▸ EXERCISE
Set down exactly the lines in the records below that run from the line with "fn default_share_base_url() ->" to the line with "let content = std::fs::read_to_string(path)", inclusive, and nothing more.

[Stored data]
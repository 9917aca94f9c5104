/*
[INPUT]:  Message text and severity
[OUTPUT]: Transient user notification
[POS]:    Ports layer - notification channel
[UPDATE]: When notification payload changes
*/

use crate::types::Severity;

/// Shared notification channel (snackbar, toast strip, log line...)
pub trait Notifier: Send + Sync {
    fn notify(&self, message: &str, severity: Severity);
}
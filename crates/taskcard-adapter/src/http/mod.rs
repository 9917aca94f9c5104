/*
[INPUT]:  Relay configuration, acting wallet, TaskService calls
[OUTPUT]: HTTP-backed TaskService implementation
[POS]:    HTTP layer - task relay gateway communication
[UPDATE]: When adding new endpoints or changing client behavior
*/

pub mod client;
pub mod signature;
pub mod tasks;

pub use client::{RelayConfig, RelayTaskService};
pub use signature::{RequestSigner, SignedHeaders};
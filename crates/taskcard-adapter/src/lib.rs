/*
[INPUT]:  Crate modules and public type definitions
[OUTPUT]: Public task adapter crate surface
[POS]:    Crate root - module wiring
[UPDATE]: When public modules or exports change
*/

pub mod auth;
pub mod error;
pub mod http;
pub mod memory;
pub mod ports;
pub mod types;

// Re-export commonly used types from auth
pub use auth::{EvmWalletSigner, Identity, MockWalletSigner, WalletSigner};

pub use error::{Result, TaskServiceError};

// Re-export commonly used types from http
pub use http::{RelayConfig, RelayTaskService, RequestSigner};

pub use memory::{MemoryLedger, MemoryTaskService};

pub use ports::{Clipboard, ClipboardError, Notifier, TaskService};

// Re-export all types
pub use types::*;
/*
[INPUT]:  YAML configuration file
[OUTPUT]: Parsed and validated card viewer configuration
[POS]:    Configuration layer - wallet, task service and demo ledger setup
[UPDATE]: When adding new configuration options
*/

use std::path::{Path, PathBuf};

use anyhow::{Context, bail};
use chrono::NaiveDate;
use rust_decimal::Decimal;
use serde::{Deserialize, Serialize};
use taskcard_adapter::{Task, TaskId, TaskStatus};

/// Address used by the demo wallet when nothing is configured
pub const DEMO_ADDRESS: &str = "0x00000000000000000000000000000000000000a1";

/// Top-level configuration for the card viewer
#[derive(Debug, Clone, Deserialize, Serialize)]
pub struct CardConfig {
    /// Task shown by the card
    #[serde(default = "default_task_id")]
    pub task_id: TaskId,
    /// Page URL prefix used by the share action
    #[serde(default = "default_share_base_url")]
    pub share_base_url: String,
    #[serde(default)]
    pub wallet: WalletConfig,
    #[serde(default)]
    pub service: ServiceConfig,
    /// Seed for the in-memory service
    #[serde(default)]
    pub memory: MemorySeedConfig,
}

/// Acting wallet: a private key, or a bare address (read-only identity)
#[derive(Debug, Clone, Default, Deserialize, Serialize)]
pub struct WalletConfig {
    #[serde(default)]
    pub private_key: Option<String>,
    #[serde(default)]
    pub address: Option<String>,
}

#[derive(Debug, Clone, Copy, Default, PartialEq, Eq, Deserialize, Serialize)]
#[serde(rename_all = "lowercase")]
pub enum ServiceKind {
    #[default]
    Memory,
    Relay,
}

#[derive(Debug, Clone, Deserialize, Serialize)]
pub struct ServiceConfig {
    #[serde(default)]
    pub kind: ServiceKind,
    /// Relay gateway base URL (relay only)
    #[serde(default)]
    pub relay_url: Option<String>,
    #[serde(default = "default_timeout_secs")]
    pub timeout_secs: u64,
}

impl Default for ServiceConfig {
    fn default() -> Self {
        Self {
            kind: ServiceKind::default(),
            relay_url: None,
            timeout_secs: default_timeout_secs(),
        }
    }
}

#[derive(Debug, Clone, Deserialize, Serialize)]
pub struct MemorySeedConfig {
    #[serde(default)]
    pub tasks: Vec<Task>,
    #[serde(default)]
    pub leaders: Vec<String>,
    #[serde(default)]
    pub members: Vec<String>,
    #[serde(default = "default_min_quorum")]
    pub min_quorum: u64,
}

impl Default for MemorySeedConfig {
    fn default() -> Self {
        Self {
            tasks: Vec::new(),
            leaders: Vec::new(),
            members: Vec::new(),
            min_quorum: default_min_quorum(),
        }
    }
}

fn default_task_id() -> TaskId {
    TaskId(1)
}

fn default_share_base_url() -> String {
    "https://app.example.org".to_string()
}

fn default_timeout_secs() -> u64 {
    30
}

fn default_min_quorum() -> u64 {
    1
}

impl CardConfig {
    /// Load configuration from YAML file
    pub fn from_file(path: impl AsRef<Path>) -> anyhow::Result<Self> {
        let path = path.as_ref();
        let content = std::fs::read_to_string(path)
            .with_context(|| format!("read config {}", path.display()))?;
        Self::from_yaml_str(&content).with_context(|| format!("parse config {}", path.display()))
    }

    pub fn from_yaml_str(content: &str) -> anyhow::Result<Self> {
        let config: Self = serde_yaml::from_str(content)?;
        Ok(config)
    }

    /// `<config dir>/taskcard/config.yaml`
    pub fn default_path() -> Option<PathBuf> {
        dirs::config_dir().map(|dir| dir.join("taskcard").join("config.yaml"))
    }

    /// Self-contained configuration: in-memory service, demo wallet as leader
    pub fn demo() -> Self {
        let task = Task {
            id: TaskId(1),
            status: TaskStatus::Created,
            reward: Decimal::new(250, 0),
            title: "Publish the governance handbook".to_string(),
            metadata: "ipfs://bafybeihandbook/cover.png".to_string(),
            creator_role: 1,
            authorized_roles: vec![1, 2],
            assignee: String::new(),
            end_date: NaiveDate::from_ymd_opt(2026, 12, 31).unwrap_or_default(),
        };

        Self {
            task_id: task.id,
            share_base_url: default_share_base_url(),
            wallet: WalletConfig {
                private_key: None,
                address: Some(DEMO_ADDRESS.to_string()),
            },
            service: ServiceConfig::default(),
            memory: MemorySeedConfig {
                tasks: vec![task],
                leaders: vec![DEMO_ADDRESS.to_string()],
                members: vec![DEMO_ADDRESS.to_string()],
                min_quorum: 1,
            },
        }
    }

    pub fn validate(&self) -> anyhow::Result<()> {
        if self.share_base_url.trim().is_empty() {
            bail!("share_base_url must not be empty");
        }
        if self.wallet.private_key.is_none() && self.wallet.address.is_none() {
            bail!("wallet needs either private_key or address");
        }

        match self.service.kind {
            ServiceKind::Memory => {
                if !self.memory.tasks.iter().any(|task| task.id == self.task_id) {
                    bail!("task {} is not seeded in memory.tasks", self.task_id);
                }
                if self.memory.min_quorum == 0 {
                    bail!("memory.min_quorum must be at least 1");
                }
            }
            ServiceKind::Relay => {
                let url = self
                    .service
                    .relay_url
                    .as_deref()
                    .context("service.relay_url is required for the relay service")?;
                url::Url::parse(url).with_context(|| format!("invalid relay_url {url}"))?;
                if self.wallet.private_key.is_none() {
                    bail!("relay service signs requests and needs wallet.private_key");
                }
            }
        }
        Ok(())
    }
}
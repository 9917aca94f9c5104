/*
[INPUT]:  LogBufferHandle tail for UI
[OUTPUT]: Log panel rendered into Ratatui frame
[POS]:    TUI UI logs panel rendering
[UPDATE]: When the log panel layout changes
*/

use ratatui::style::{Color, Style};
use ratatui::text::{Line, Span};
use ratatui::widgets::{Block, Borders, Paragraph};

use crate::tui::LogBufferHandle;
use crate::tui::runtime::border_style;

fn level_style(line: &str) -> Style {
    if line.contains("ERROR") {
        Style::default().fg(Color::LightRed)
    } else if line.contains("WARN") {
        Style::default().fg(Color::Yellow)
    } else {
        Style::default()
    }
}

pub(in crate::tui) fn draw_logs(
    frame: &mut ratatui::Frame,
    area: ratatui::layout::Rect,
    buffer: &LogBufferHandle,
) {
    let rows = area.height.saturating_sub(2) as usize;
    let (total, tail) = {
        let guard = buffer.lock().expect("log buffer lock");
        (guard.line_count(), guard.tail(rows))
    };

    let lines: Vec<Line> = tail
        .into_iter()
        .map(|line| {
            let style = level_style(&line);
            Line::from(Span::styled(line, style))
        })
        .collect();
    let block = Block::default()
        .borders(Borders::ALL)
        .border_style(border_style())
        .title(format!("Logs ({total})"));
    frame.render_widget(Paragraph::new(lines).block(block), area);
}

▸ SOLUTION TO THIS EXERCISE
fn default_share_base_url() -> String {
    "https://app.example.org".to_string()
}

fn default_timeout_secs() -> u64 {
    30
}

fn default_min_quorum() -> u64 {
    1
}

impl CardConfig {
    /// Load configuration from YAML file
    pub fn from_file(path: impl AsRef<Path>) -> anyhow::Result<Self> {
        let path = path.as_ref();
        let content = std::fs::read_to_string(path)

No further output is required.